Happy Independence Day, America Sucks
"We know what July 4th is. What about July 5th? After the fireworks, the music, the rhetoric of freedom what then?...What kind of nation does our flag fly over now? Not a less innocent one, because American innocence was never the truth. Not one less reluctant to go to war without a good reason, because we have foolishly credited bad reasons in the past. But now the nation lacks even that. As our President demonstrated last week, we have become a people who wage unending war killing and maiming our young ones and theirs without being remotely able to say why."
— Columnist James Carroll in the July 5, 2005 Boston Globe.
"We hear the stories of discrimination in education and housing and jobs all the time. We hear the violence between races.
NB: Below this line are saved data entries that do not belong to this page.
//! Per-chunk memoization of distributor and terrain results.
//!
//! Classification is by far the most expensive per-coordinate operation, and
//! several consumers (section population, terrain providers, feature stages)
//! ask for the same coordinates within one chunk's lifetime. Two shapes are
//! provided, both scoped to a single chunk's generation: [`BiomeCache`] is a
//! dense array over the chunk's section grid, [`ColumnCache`] a sparse memo
//! over the interpolation grid corners, which can fall outside the chunk.

use hashbrown::HashMap;
use hashbrown::hash_map::Entry;

use strata_voxel::{BiomeSection, SECTIONS_PER_AXIS};

/// Dense per-chunk biome lookup keyed by section-local coordinates.
pub struct BiomeCache {
    sections_y: usize,
    cells: Vec<Option<BiomeSection>>,
}

impl BiomeCache {
    /// Creates an empty cache for a chunk spanning `[min_y, max_y)`.
    pub fn new(min_y: i32, max_y: i32) -> Self {
        let sections_y = ((max_y - min_y) as usize) / 4;
        Self {
            sections_y,
            cells: vec![None; SECTIONS_PER_AXIS * SECTIONS_PER_AXIS * sections_y],
        }
    }

    /// Number of sections along the vertical axis.
    pub fn sections_y(&self) -> usize {
        self.sections_y
    }

    /// Stores a classification for section `(sx, sy, sz)`.
    ///
    /// Unlike snapshot slots, re-setting a populated cell **overwrites** it:
    /// the cache is a memo, not the authoritative record, so the last writer
    /// wins and no fault is raised.
    pub fn set_biome(&mut self, sx: usize, sy: usize, sz: usize, section: BiomeSection) {
        let idx = self.index(sx, sy, sz);
        self.cells[idx] = Some(section);
    }

    /// Returns the cached classification for section `(sx, sy, sz)`, if any.
    pub fn get_point(&self, sx: usize, sy: usize, sz: usize) -> Option<BiomeSection> {
        self.cells[self.index(sx, sy, sz)]
    }

    /// Returns the cached classification, computing and storing it on miss.
    pub fn get_or_insert_with<E>(
        &mut self,
        sx: usize,
        sy: usize,
        sz: usize,
        classify: impl FnOnce() -> Result<BiomeSection, E>,
    ) -> Result<BiomeSection, E> {
        if let Some(section) = self.get_point(sx, sy, sz) {
            return Ok(section);
        }
        let section = classify()?;
        self.set_biome(sx, sy, sz, section);
        Ok(section)
    }

    fn index(&self, sx: usize, sy: usize, sz: usize) -> usize {
        assert!(
            sx < SECTIONS_PER_AXIS && sz < SECTIONS_PER_AXIS && sy < self.sections_y,
            "section ({sx}, {sy}, {sz}) outside cache grid 4x{}x4",
            self.sections_y
        );
        sx + sz * SECTIONS_PER_AXIS + sy * SECTIONS_PER_AXIS * SECTIONS_PER_AXIS
    }
}

/// Sparse memo of column heights at `scale`-aligned grid corners.
///
/// The height interpolator only queries its provider at grid corners, and
/// neighboring columns share most of them, so one chunk pass evaluates each
/// corner exactly once through this memo instead of once per probe. Keys are
/// grid indices rather than section coordinates because corners near the
/// chunk border fall outside the chunk footprint.
pub struct ColumnCache {
    scale: f64,
    heights: HashMap<(i64, i64), f64>,
}

impl ColumnCache {
    /// Creates an empty memo for corners aligned to `scale`.
    pub fn new(scale: f64) -> Self {
        Self {
            scale,
            heights: HashMap::new(),
        }
    }

    /// Returns the height of the corner at `(x, z)`, computing and storing it
    /// on miss. `(x, z)` must be `scale`-aligned; it is snapped to the
    /// nearest grid index for keying.
    pub fn get_or_insert_with(&mut self, x: f64, z: f64, compute: impl FnOnce() -> f64) -> f64 {
        let key = (
            (x / self.scale).round() as i64,
            (z / self.scale).round() as i64,
        );
        match self.heights.entry(key) {
            Entry::Occupied(slot) => *slot.get(),
            Entry::Vacant(slot) => *slot.insert(compute()),
        }
    }
}
//! Seeded scalar noise instances, the foundation of every other sampler.
//!
//! A [`NoiseInstance`] pairs an algorithm with a salt and a frequency. The
//! effective seed is derived by mixing the salt into the world seed
//! ([`crate::seed::noise_seed`]), so two instances with different salts never
//! share gradient state even for the same world.

// Leading `::` disambiguates the noise crate from this module.
use ::noise::{NoiseFn, OpenSimplex, Perlin, Simplex};
use serde::{Deserialize, Serialize};

use crate::seed::noise_seed;

/// Closed set of supported noise algorithms.
#[derive(Clone, Copy, Debug, PartialEq, Eq, Serialize, Deserialize)]
#[serde(rename_all = "snake_case")]
pub enum NoiseAlgorithm {
    /// OpenSimplex-family direct noise.
    OpenSimplex2,
    /// Simplex noise.
    Simplex,
    /// Classic Perlin gradient noise.
    Perlin,
}

#[derive(Debug)]
enum Backend {
    OpenSimplex2(OpenSimplex),
    Simplex(Simplex),
    Perlin(Perlin),
}

impl Backend {
    fn sample2(&self, p: [f64; 2]) -> f64 {
        match self {
            Backend::OpenSimplex2(n) => n.get(p),
            Backend::Simplex(n) => n.get(p),
            Backend::Perlin(n) => n.get(p),
        }
    }

    fn sample3(&self, p: [f64; 3]) -> f64 {
        match self {
            Backend::OpenSimplex2(n) => n.get(p),
            Backend::Simplex(n) => n.get(p),
            Backend::Perlin(n) => n.get(p),
        }
    }
}

/// A named, salted, frequency-scaled noise field over 1, 2, or 3 dimensions.
///
/// Output is deterministic and approximately within `[-1, 1]`.
#[derive(Debug)]
pub struct NoiseInstance {
    name: Option<String>,
    algorithm: NoiseAlgorithm,
    salt: u64,
    frequency: f64,
    backend: Backend,
}

impl NoiseInstance {
    /// Creates an instance for the given world seed.
    ///
    /// The underlying generator is seeded with
    /// `noise_seed(world_seed, salt)` truncated to the 32 bits the noise
    /// crate accepts; the full 64-bit mix still feeds the truncation so salt
    /// bits above 32 matter.
    pub fn new(
        name: Option<String>,
        algorithm: NoiseAlgorithm,
        salt: u64,
        frequency: f64,
        world_seed: u64,
    ) -> Self {
        let seed = noise_seed(world_seed, salt) as u32;
        let backend = match algorithm {
            NoiseAlgorithm::OpenSimplex2 => Backend::OpenSimplex2(OpenSimplex::new(seed)),
            NoiseAlgorithm::Simplex => Backend::Simplex(Simplex::new(seed)),
            NoiseAlgorithm::Perlin => Backend::Perlin(Perlin::new(seed)),
        };
        Self {
            name,
            algorithm,
            salt,
            frequency,
            backend,
        }
    }

    /// Optional configuration name of this instance.
    pub fn name(&self) -> Option<&str> {
        self.name.as_deref()
    }

    /// The algorithm tag.
    pub fn algorithm(&self) -> NoiseAlgorithm {
        self.algorithm
    }

    /// The salt mixed into the world seed.
    pub fn salt(&self) -> u64 {
        self.salt
    }

    /// The frequency applied to every input coordinate.
    pub fn frequency(&self) -> f64 {
        self.frequency
    }

    /// Samples the field along one axis.
    pub fn sample_1d(&self, x: f64) -> f64 {
        self.backend.sample2([x * self.frequency, 0.0])
    }

    /// Samples the field over the horizontal plane.
    pub fn sample_2d(&self, x: f64, z: f64) -> f64 {
        self.backend
            .sample2([x * self.frequency, z * self.frequency])
    }

    /// Samples the full 3D field.
    pub fn sample_3d(&self, x: f64, y: f64, z: f64) -> f64 {
        self.backend.sample3([
            x * self.frequency,
            y * self.frequency,
            z * self.frequency,
        ])
    }
}
//! Palette-compressed block storage for a 16×16 chunk column.
//!
//! The vertical extent is dimension-defined (`[min_y, max_y)`), so storage is
//! sized at construction rather than being a fixed cube. Blocks are stored as
//! bit-packed indices into a per-chunk palette; the bit width scales with the
//! number of distinct block types present, so a freshly generated air column
//! costs no index storage at all.

use serde::{Deserialize, Serialize};

use crate::registry::BlockTypeId;

/// Horizontal side length of a chunk in blocks.
pub const CHUNK_SIZE: usize = 16;

/// Palette-compressed block storage for one chunk column.
#[derive(Clone, Debug, Serialize, Deserialize)]
pub struct ChunkData {
    /// Lowest world Y stored by this column (inclusive).
    min_y: i32,
    /// Highest world Y stored by this column (exclusive).
    max_y: i32,
    /// Palette mapping local indices to global [`BlockTypeId`] values.
    palette: Vec<BlockTypeId>,
    /// Bit-packed block indices into the palette, little-endian within words.
    words: Vec<u64>,
    /// Current bits per index (0, 2, 4, 8, or 16).
    bit_width: u8,
}

impl ChunkData {
    /// Creates a column spanning `[min_y, max_y)` filled with the given block.
    ///
    /// # Panics
    ///
    /// Panics if `max_y <= min_y` or the height is not a multiple of 4
    /// (biome sections must tile the band exactly).
    pub fn new(min_y: i32, max_y: i32, fill: BlockTypeId) -> Self {
        assert!(
            max_y > min_y,
            "invalid height band [{min_y}, {max_y}): max_y must exceed min_y"
        );
        assert!(
            (max_y - min_y) % 4 == 0,
            "height band [{min_y}, {max_y}) is not section-aligned"
        );
        Self {
            min_y,
            max_y,
            palette: vec![fill],
            words: Vec::new(),
            bit_width: 0,
        }
    }

    /// Creates a column spanning `[min_y, max_y)` filled with air.
    pub fn new_air(min_y: i32, max_y: i32) -> Self {
        Self::new(min_y, max_y, BlockTypeId::AIR)
    }

    /// Lowest stored world Y (inclusive).
    pub fn min_y(&self) -> i32 {
        self.min_y
    }

    /// Highest stored world Y (exclusive).
    pub fn max_y(&self) -> i32 {
        self.max_y
    }

    /// Number of blocks along the vertical axis.
    pub fn height(&self) -> usize {
        (self.max_y - self.min_y) as usize
    }

    /// Total number of blocks stored.
    pub fn volume(&self) -> usize {
        CHUNK_SIZE * CHUNK_SIZE * self.height()
    }

    /// Returns `true` if `(x, y, z)` addresses a stored block. `x` and `z`
    /// are chunk-local, `y` is a world coordinate.
    pub fn in_bounds(&self, x: usize, y: i32, z: usize) -> bool {
        x < CHUNK_SIZE && z < CHUNK_SIZE && y >= self.min_y && y < self.max_y
    }

    /// Returns the block at `(x, y, z)`.
    ///
    /// # Panics
    ///
    /// Panics with coordinate context if the position is out of bounds.
    pub fn get(&self, x: usize, y: i32, z: usize) -> BlockTypeId {
        let index = self.linear_index(x, y, z);
        if self.bit_width == 0 {
            return self.palette[0];
        }
        let palette_index = self.read_index(index);
        self.palette[palette_index]
    }

    /// Sets the block at `(x, y, z)`, growing the palette (and index width)
    /// if `block` is not yet present.
    ///
    /// # Panics
    ///
    /// Panics with coordinate context if the position is out of bounds.
    pub fn set(&mut self, x: usize, y: i32, z: usize, block: BlockTypeId) {
        let palette_idx = self.palette_index_or_insert(block);
        let index = self.linear_index(x, y, z);
        if self.bit_width == 0 {
            // Still uniform: writing the fill type is a no-op.
            return;
        }
        self.write_index(index, palette_idx);
    }

    /// Number of entries in the palette.
    pub fn palette_len(&self) -> usize {
        self.palette.len()
    }

    /// Current bits per block index.
    pub fn bit_width(&self) -> u8 {
        self.bit_width
    }

    /// Approximate bytes used by index storage.
    pub fn storage_bytes(&self) -> usize {
        self.words.len() * 8
    }

    fn linear_index(&self, x: usize, y: i32, z: usize) -> usize {
        assert!(
            self.in_bounds(x, y, z),
            "block ({x}, {y}, {z}) outside chunk bounds 16x16x[{}, {})",
            self.min_y,
            self.max_y
        );
        let ly = (y - self.min_y) as usize;
        x + z * CHUNK_SIZE + ly * CHUNK_SIZE * CHUNK_SIZE
    }

    fn read_index(&self, index: usize) -> usize {
        let bits = self.bit_width as usize;
        let per_word = 64 / bits;
        let word = self.words[index / per_word];
        let shift = (index % per_word) * bits;
        let mask = (1u64 << bits) - 1;
        ((word >> shift) & mask) as usize
    }

    fn write_index(&mut self, index: usize, value: usize) {
        let bits = self.bit_width as usize;
        let per_word = 64 / bits;
        let shift = (index % per_word) * bits;
        let mask = (1u64 << bits) - 1;
        let word = &mut self.words[index / per_word];
        *word = (*word & !(mask << shift)) | ((value as u64 & mask) << shift);
    }

    fn word_count(volume: usize, bits: usize) -> usize {
        if bits == 0 {
            return 0;
        }
        let per_word = 64 / bits;
        volume.div_ceil(per_word)
    }

    fn bits_for_palette_size(size: usize) -> u8 {
        match size {
            0 | 1 => 0,
            2..=4 => 2,
            5..=16 => 4,
            17..=256 => 8,
            _ => 16,
        }
    }

    fn palette_index_or_insert(&mut self, block: BlockTypeId) -> usize {
        if let Some(idx) = self.palette.iter().position(|&b| b == block) {
            return idx;
        }
        let new_bits = Self::bits_for_palette_size(self.palette.len() + 1);
        if new_bits != self.bit_width {
            self.widen_storage(new_bits);
        }
        let idx = self.palette.len();
        self.palette.push(block);
        idx
    }

    /// Rebuilds index storage at a wider bit width, preserving contents.
    fn widen_storage(&mut self, new_bits: u8) {
        let volume = self.volume();
        let old_bits = self.bit_width;
        let old_words = std::mem::replace(
            &mut self.words,
            vec![0u64; Self::word_count(volume, new_bits as usize)],
        );
        self.bit_width = new_bits;
        if old_bits == 0 {
            // Uniform column: every index was 0, and the new words are zeroed.
            return;
        }
        let per_word = 64 / old_bits as usize;
        let mask = (1u64 << old_bits) - 1;
        for i in 0..volume {
            let old = (old_words[i / per_word] >> ((i % per_word) * old_bits as usize)) & mask;
            self.write_index(i, old as usize);
        }
    }
}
Do you think it's possible that America is simply an inherently racist place?"
— Today substitute co-host Matt Lauer, July 4, 1994.
Hearing Echoes of Joe McCarthy
"George Bush campaigned in a flag factory during his 1988 presidential run against Michael Dukakis. Bush was blasting Dukakis back then as 'a card-carrying member of the American Civil Liberties Union.' A faint echo of the late Joseph McCarthy's 'card-carrying member of the Communist Party,' but it seemed to help Bush."
— Reporter Bruce Morton in a 4th of July retrospective on CNN's Late Edition, July 4, 1999.
Let's Shred the Constitution!
"The framers were not gods and were not infallible. Yes, they gave us, and the world, a blueprint for the protection of democratic freedoms — freedom of speech, assembly, religion — but they also gave us the idea that a black person was three-fifths of a human being, that women were not allowed to vote and that South Dakota should have the same number of Senators as California, which is kind of crazy....If the Constitution was intended to limit the federal government, it sure doesn't say so."
— Time managing editor Richard Stengel in the magazine's July 4, 2011 edition, which featured a picture of the U.S. Constitution going through a shredder with the headline, "Does It Still Matter?"